[Collected data]
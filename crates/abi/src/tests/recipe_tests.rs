use super::*;

fn addr(byte: u8) -> Address {
    Address([byte; 20])
}

#[test]
fn init_data_matches_declared_calldata_abi() {
    let data = InitializeActionData {
        tip_receiver: addr(0xaa),
        cook_book: addr(0xcc),
        cook_book_id: 1,
        recipe_metadata: "{\"name\":\"Spaghetti Carbonara\"}".to_string(),
    };
    let encoded = encode_init_data(&data);

    assert_eq!(decode_init_data(&encoded).expect("decode"), data);
    let names: Vec<_> = initialize_calldata_abi()
        .into_iter()
        .map(|param| param.name)
        .collect();
    assert_eq!(names, ["tipReceiver", "cookBook", "cookBookId", "recipeMetadata"]);
}

#[test]
fn process_data_is_four_static_words() {
    let data = ProcessActionData {
        currency: addr(0x01),
        tip_amount: TokenAmount(10u128.pow(18)),
        cook_book: addr(0x02),
        cook_book_id: 2,
    };
    let encoded = encode_process_data(&data);

    assert_eq!(encoded.len(), 4 * 32);
    assert_eq!(decode_process_data(&encoded).expect("decode"), data);
}

#[test]
fn process_call_carries_selector_and_params_tuple() {
    let params = ProcessActionParams {
        publication_acted_profile_id: ProfileId(1),
        publication_acted_id: PublicationId(1),
        actor_profile_id: ProfileId(1),
        actor_profile_owner: addr(0x0a),
        transaction_executor: addr(0x0a),
        referrer_profile_ids: vec![ProfileId(5)],
        referrer_pub_ids: vec![PublicationId(9)],
        referrer_pub_types: vec![PubType::Mirror],
        action_module_data: vec![1, 2, 3],
    };
    let calldata = encode_process_call(&params);
    let (head, args) = split_call(&calldata).expect("split");

    assert_eq!(head, selector(module_fn::PROCESS_PUBLICATION_ACTION));
    assert_eq!(decode_process_args(args).expect("decode"), params);
}

#[test]
fn initialize_call_round_trips_arguments() {
    let calldata = encode_initialize_call(ProfileId(3), PublicationId(4), addr(0x0b), &[9, 9]);
    let (head, args) = split_call(&calldata).expect("split");

    assert_eq!(head, selector(module_fn::INITIALIZE_PUBLICATION_ACTION));
    assert_eq!(
        decode_initialize_args(args).expect("decode"),
        (ProfileId(3), PublicationId(4), addr(0x0b), vec![9, 9])
    );
}

#[test]
fn decodes_tip_created_from_indexed_topics() {
    let log = encode_tip_created(addr(0xee), addr(0x01), addr(0x02), addr(0x03), TokenAmount(42));

    assert_eq!(
        decode_module_event(&log).expect("decode"),
        Some(ModuleEvent::TipCreated {
            transaction_executor: addr(0x01),
            tip_receiver: addr(0x02),
            currency: addr(0x03),
            tip_amount: TokenAmount(42),
        })
    );
}

#[test]
fn decodes_tip_receiver_registered() {
    let log = encode_tip_receiver_registered(addr(0xee), ProfileId(1), PublicationId(1), addr(0x02));

    assert_eq!(
        decode_module_event(&log).expect("decode"),
        Some(ModuleEvent::TipReceiverRegistered {
            profile_id: ProfileId(1),
            publication_id: PublicationId(1),
            tip_receiver: addr(0x02),
        })
    );
}

#[test]
fn foreign_logs_are_skipped() {
    let log = LogEntry {
        address: addr(0xee),
        topics: vec![event_topic(events::TRANSFER)],
        data: Vec::new(),
    };
    assert_eq!(decode_module_event(&log).expect("decode"), None);
}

About this exercise —
Whatever the entries say, repeat all of them exactly.

Task answer —
filename crates/abi/src/tests/recipe_tests.rs
use super::*;

fn addr(byte: u8) -> Address {
    Address([byte; 20])
}

#[test]
fn init_data_matches_declared_calldata_abi() {
    let data = InitializeActionData {
        tip_receiver: addr(0xaa),
        cook_book: addr(0xcc),
        cook_book_id: 1,
        recipe_metadata: "{\"name\":\"Spaghetti Carbonara\"}".to_string(),
    };
    let encoded = encode_init_data(&data);

    assert_eq!(decode_init_data(&encoded).expect("decode"), data);
    let names: Vec<_> = initialize_calldata_abi()
        .into_iter()
        .map(|param| param.name)
        .collect();
    assert_eq!(names, ["tipReceiver", "cookBook", "cookBookId", "recipeMetadata"]);
}

#[test]
fn process_data_is_four_static_words() {
    let data = ProcessActionData {
        currency: addr(0x01),
        tip_amount: TokenAmount(10u128.pow(18)),
        cook_book: addr(0x02),
        cook_book_id: 2,
    };
    let encoded = encode_process_data(&data);

    assert_eq!(encoded.len(), 4 * 32);
    assert_eq!(decode_process_data(&encoded).expect("decode"), data);
}

#[test]
fn process_call_carries_selector_and_params_tuple() {
    let params = ProcessActionParams {
        publication_acted_profile_id: ProfileId(1),
        publication_acted_id: PublicationId(1),
        actor_profile_id: ProfileId(1),
        actor_profile_owner: addr(0x0a),
        transaction_executor: addr(0x0a),
        referrer_profile_ids: vec![ProfileId(5)],
        referrer_pub_ids: vec![PublicationId(9)],
        referrer_pub_types: vec![PubType::Mirror],
        action_module_data: vec![1, 2, 3],
    };
    let calldata = encode_process_call(&params);
    let (head, args) = split_call(&calldata).expect("split");

    assert_eq!(head, selector(module_fn::PROCESS_PUBLICATION_ACTION));
    assert_eq!(decode_process_args(args).expect("decode"), params);
}

#[test]
fn initialize_call_round_trips_arguments() {
    let calldata = encode_initialize_call(ProfileId(3), PublicationId(4), addr(0x0b), &[9, 9]);
    let (head, args) = split_call(&calldata).expect("split");

    assert_eq!(head, selector(module_fn::INITIALIZE_PUBLICATION_ACTION));
    assert_eq!(
        decode_initialize_args(args).expect("decode"),
        (ProfileId(3), PublicationId(4), addr(0x0b), vec![9, 9])
    );
}

#[test]
fn decodes_tip_created_from_indexed_topics() {
    let log = encode_tip_created(addr(0xee), addr(0x01), addr(0x02), addr(0x03), TokenAmount(42));

    assert_eq!(
        decode_module_event(&log).expect("decode"),
        Some(ModuleEvent::TipCreated {
            transaction_executor: addr(0x01),
            tip_receiver: addr(0x02),
            currency: addr(0x03),
            tip_amount: TokenAmount(42),
        })
    );
}

#[test]
fn decodes_tip_receiver_registered() {
    let log = encode_tip_receiver_registered(addr(0xee), ProfileId(1), PublicationId(1), addr(0x02));

    assert_eq!(
        decode_module_event(&log).expect("decode"),
        Some(ModuleEvent::TipReceiverRegistered {
            profile_id: ProfileId(1),
            publication_id: PublicationId(1),
            tip_receiver: addr(0x02),
        })
    );
}

#[test]
fn foreign_logs_are_skipped() {
    let log = LogEntry {
        address: addr(0xee),
        topics: vec![event_topic(events::TRANSFER)],
        data: Vec::new(),
    };
    assert_eq!(decode_module_event(&log).expect("decode"), None);
}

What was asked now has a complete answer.